WHAT YOU WILL DO: Count the lines below that contain the word "return", and give only that number.

SUPPLIED MATERIAL:
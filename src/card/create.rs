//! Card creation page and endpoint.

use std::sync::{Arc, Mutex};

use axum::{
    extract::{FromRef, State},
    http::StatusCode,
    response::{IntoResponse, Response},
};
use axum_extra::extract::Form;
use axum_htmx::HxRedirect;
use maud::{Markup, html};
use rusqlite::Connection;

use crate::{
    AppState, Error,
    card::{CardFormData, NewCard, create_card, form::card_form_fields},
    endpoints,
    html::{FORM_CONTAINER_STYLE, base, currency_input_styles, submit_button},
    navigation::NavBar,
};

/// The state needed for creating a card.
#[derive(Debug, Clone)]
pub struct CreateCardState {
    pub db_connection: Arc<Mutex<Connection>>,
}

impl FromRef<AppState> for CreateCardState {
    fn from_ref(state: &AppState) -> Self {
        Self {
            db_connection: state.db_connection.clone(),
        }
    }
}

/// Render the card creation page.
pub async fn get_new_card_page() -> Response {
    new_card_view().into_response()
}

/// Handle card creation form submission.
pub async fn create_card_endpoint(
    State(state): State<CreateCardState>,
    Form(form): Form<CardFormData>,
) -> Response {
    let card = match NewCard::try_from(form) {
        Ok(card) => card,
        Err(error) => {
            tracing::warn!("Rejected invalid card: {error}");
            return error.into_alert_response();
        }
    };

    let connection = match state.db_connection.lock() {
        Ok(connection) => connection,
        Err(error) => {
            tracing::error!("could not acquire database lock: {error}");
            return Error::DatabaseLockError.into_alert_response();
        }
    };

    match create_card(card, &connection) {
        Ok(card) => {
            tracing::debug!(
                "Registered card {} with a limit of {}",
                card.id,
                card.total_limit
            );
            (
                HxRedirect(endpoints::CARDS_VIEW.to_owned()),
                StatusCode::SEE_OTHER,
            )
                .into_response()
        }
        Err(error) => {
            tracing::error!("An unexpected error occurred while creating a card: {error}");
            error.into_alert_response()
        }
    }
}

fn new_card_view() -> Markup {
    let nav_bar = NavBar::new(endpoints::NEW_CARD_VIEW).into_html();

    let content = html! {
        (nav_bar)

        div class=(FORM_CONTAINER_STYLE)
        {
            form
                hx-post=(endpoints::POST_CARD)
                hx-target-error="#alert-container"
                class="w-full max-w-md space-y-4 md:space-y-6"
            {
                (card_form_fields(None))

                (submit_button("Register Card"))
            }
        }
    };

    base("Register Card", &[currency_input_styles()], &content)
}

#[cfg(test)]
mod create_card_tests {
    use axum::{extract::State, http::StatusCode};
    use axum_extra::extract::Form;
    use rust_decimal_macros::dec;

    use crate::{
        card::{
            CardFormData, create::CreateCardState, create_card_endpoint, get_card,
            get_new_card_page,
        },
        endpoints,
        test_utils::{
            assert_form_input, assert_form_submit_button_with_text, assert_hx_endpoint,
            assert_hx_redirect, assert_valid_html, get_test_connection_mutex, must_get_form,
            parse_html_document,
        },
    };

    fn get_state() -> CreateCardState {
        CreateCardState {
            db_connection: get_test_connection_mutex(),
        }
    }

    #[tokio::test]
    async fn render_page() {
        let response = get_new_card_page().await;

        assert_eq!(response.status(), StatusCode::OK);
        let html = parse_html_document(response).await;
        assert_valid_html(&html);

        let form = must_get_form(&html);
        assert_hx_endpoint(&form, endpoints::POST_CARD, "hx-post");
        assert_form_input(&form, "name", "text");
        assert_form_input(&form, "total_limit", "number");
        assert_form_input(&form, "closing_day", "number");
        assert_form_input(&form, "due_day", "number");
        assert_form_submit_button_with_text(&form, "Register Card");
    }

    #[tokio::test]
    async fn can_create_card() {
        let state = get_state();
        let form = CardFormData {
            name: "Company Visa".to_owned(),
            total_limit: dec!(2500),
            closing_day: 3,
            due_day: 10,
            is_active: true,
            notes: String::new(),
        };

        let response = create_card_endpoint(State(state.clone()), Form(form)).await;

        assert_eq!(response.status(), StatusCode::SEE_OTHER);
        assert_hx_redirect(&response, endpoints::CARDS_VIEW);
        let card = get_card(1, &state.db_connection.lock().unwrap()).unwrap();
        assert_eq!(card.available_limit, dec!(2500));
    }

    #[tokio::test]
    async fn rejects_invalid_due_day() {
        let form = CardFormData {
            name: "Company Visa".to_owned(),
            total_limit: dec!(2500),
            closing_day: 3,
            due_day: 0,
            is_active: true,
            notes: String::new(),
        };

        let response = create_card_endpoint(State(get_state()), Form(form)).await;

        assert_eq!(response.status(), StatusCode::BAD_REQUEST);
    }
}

THE COMPLETED TASK: 2